A sale of CenturyLink’s local landline and consumer-focused internet businesses could be hampered because of the likely lack of buyers. Frontier Communications had been an aggressive player in acquiring landline networks cast off by Verizon and AT&T, but that company is now in financial trouble and faces major debt issues. It would be an unlikely bidder. Windstream is still in bankruptcy reorganization and an acquisition is out of the question. Smaller independent phone companies like Consolidated Communications (owner of former FairPoint Communications), also likely lack financing to achieve such a deal, especially as interest rates continue to rise. CenturyLink also has the option of spinning off its residential business into a new corporate entity, but would likely result in a financially hobbled enterprise that may have trouble attracting capital to continue funding further expansion.

Frontier: Forget About DSL Upgrades in 2019; Live With What You’ve Got

Frontier Communications has no plans to upgrade most of their legacy copper DSL internet customers this year, leaving customers in many markets stuck at speeds as low as 1-3 Mbps.

Frontier CEO Dan McCarthy told analysts in a late afternoon conference call Tuesday that around one million homes have access to Frontier’s 100 Mbps DSL service, and six million can sign up for DSL at or above 25 Mbps. McCarthy considers those customers valuable targets for marketing campaigns because most are not Frontier customers. For the rest of Frontier’s legacy copper areas that cannot access those speeds, Frontier will have little to offer in 2019.

“I don’t think you’re going to see us do a lot of significant copper upgrades this year,” McCarthy admitted. “Our big focus is really future proofing kind of the [California, Texas, and Florida] fiber markets. So, we’re spending the money to upgrade th[ose markets] to 10 Gbps capability.”

Frontier reported another quarter of poor results late yesterday, widely missing analyst expectations. Frontier’s share price lost 26.8% of its value overnight in heavy trading. Over the last 12 months, Frontier’s share price has dropped by 77%.
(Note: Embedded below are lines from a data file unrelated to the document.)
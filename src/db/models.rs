use serde::Serialize;
use sqlx::FromRow;

// Database entity models
#[derive(Debug, Clone, FromRow, Serialize)]
pub struct Station {
    pub id: i64,
    pub station: String,
    pub name: String,
    pub latitude: f64,
    pub longitude: f64,
    pub elevation: f64,
}

#[derive(Debug, Clone, FromRow, Serialize)]
pub struct Measurement {
    pub id: i64,
    pub station: String,
    pub date: String,
    pub prcp: Option<f64>,
    pub tobs: f64,
}

// Query row types (named records for otherwise anonymous aggregate rows)

/// Distinct precipitation values observed on one date, comma-joined by the
/// store's group_concat. Null when every station's reading for the date was
/// itself null.
#[derive(Debug, Clone, FromRow)]
pub struct DailyPrecipitation {
    pub date: String,
    pub precipitation: Option<String>,
}

#[derive(Debug, Clone, FromRow)]
pub struct StationMeasurementCount {
    pub station: String,
    pub measurement_count: i64,
}

#[derive(Debug, Clone, FromRow, Serialize)]
pub struct TemperatureObservation {
    pub date: String,
    pub tobs: f64,
}

/// Min/avg/max over a filtered set of temperature observations. All fields
/// are null when the filter matched no rows.
#[derive(Debug, Clone, FromRow, Serialize)]
pub struct TemperatureSummary {
    pub min: Option<f64>,
    pub avg: Option<f64>,
    pub max: Option<f64>,
}
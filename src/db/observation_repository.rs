use sqlx::SqlitePool;
use tracing::{debug, instrument};

use crate::db::{
    DailyPrecipitation, DbError, Measurement, StationMeasurementCount, TemperatureObservation,
    TemperatureSummary,
};

#[derive(Clone)]
pub struct ObservationRepository {
    pool: SqlitePool,
}

impl ObservationRepository {
    pub fn new(pool: SqlitePool) -> Self {
        Self { pool }
    }

    /// Most recent measurement across all stations
    #[instrument(skip(self))]
    pub async fn find_latest(&self) -> Result<Option<Measurement>, DbError> {
        debug!("Querying latest measurement");

        let measurement = sqlx::query_as::<_, Measurement>(
            r#"
            SELECT id, station, date, prcp, tobs
            FROM measurement
            ORDER BY date DESC
            LIMIT 1
            "#,
        )
        .fetch_optional(&self.pool)
        .await?;

        Ok(measurement)
    }

    /// Most recent measurement for a single station
    #[instrument(skip(self), fields(station = %station))]
    pub async fn find_latest_for_station(
        &self,
        station: &str,
    ) -> Result<Option<Measurement>, DbError> {
        debug!("Querying latest measurement for station");

        let measurement = sqlx::query_as::<_, Measurement>(
            r#"
            SELECT id, station, date, prcp, tobs
            FROM measurement
            WHERE station = ?1
            ORDER BY date DESC
            LIMIT 1
            "#,
        )
        .bind(station)
        .fetch_optional(&self.pool)
        .await?;

        Ok(measurement)
    }

    /// Distinct precipitation values per date, for all dates on or after the
    /// cutoff. Dates compare as strings, which is sound for ISO-formatted
    /// values.
    #[instrument(skip(self))]
    pub async fn find_daily_precipitation_since(
        &self,
        cutoff: &str,
    ) -> Result<Vec<DailyPrecipitation>, DbError> {
        debug!("Querying precipitation from {}", cutoff);

        let rows = sqlx::query_as::<_, DailyPrecipitation>(
            r#"
            SELECT date, group_concat(DISTINCT prcp) AS precipitation
            FROM measurement
            WHERE date >= ?1
            GROUP BY date
            ORDER BY date
            "#,
        )
        .bind(cutoff)
        .fetch_all(&self.pool)
        .await?;

        debug!("Found precipitation for {} dates", rows.len());
        Ok(rows)
    }

    /// Measurement counts per station, most active first
    #[instrument(skip(self))]
    pub async fn count_measurements_per_station(
        &self,
    ) -> Result<Vec<StationMeasurementCount>, DbError> {
        debug!("Querying measurement counts per station");

        let rows = sqlx::query_as::<_, StationMeasurementCount>(
            r#"
            SELECT station, COUNT(*) AS measurement_count
            FROM measurement
            GROUP BY station
            ORDER BY measurement_count DESC
            "#,
        )
        .fetch_all(&self.pool)
        .await?;

        debug!("Found {} stations with measurements", rows.len());
        Ok(rows)
    }

    /// Total rows in the measurement table
    #[instrument(skip(self))]
    pub async fn count_measurements(&self) -> Result<i64, DbError> {
        let count = sqlx::query_scalar::<_, i64>("SELECT COUNT(*) FROM measurement")
            .fetch_one(&self.pool)
            .await?;

        Ok(count)
    }

    /// Temperature observations for one station from the cutoff onward,
    /// ascending by date
    #[instrument(skip(self), fields(station = %station))]
    pub async fn find_temperatures_for_station_since(
        &self,
        station: &str,
        cutoff: &str,
    ) -> Result<Vec<TemperatureObservation>, DbError> {
        debug!("Querying temperatures for station from {}", cutoff);

        let rows = sqlx::query_as::<_, TemperatureObservation>(
            r#"
            SELECT date, tobs
            FROM measurement
            WHERE station = ?1 AND date >= ?2
            ORDER BY date
            "#,
        )
        .bind(station)
        .bind(cutoff)
        .fetch_all(&self.pool)
        .await?;

        debug!("Found {} temperature observations", rows.len());
        Ok(rows)
    }

    /// Min/avg/max temperature for all measurements on or after `start`.
    /// Aggregates over an empty set come back as nulls, not an error.
    #[instrument(skip(self))]
    pub async fn summarize_temperatures_since(
        &self,
        start: &str,
    ) -> Result<TemperatureSummary, DbError> {
        debug!("Summarizing temperatures from {}", start);

        let summary = sqlx::query_as::<_, TemperatureSummary>(
            r#"
            SELECT MIN(tobs) AS min, AVG(tobs) AS avg, MAX(tobs) AS max
            FROM measurement
            WHERE date >= ?1
            "#,
        )
        .bind(start)
        .fetch_one(&self.pool)
        .await?;

        Ok(summary)
    }

    /// Min/avg/max temperature for measurements between `start` and `end`
    /// inclusive
    #[instrument(skip(self))]
    pub async fn summarize_temperatures_between(
        &self,
        start: &str,
        end: &str,
    ) -> Result<TemperatureSummary, DbError> {
        debug!("Summarizing temperatures from {} to {}", start, end);

        let summary = sqlx::query_as::<_, TemperatureSummary>(
            r#"
            SELECT MIN(tobs) AS min, AVG(tobs) AS avg, MAX(tobs) AS max
            FROM measurement
            WHERE date >= ?1 AND date <= ?2
            "#,
        )
        .bind(start)
        .bind(end)
        .fetch_one(&self.pool)
        .await?;

        Ok(summary)
    }
}
use ytgrab_core::logging;

mod cli;

use crate::cli::CliCommand;

#[tokio::main]
async fn main() {
    // Log to the state dir when possible; stderr otherwise.
    if let Err(err) = logging::init_logging() {
        logging::init_logging_stderr();
        tracing::warn!("file logging unavailable, using stderr: {:#}", err);
    }

    if let Err(err) = CliCommand::run_from_args().await {
        eprintln!("ytgrab error: {:#}", err);
        std::process::exit(1);
    }
}
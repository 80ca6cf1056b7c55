pub mod config;
pub mod logging;

pub mod checksum;
pub mod control;
pub mod downloader;
pub mod format;
pub mod http;
pub mod url_model;
pub mod ytdl;

pub use control::CancelToken;
pub use downloader::{ChunkedDownloader, DownloadError, DownloadOutcome};
pub use http::HttpClient;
Analysts remain deeply concerned about Frontier’s customer defections, which have persisted for several years and show no signs of ending. Even more daunting, Frontier’s high debt levels are still a problem. A major tranche of Frontier’s debt comes due for repayment in 2022, and there are concerns Frontier may not be able to cover it, which could force the company into bankruptcy. In February, Bloomberg News ranked Frontier No. 1 on the list of deeply distressed debt issuers in North America.

While cable companies can count on quarterly boosts in the number of customers signing up for broadband, Frontier shareholders have become accustomed to reading about subscriber losses. The company lost 38,000 broadband subscribers in the last quarter, including in its fiber to the home markets. Most of Frontier’s losses are Charter Spectrum and Comcast’s gains. Frontier also reported landline and video customer losses.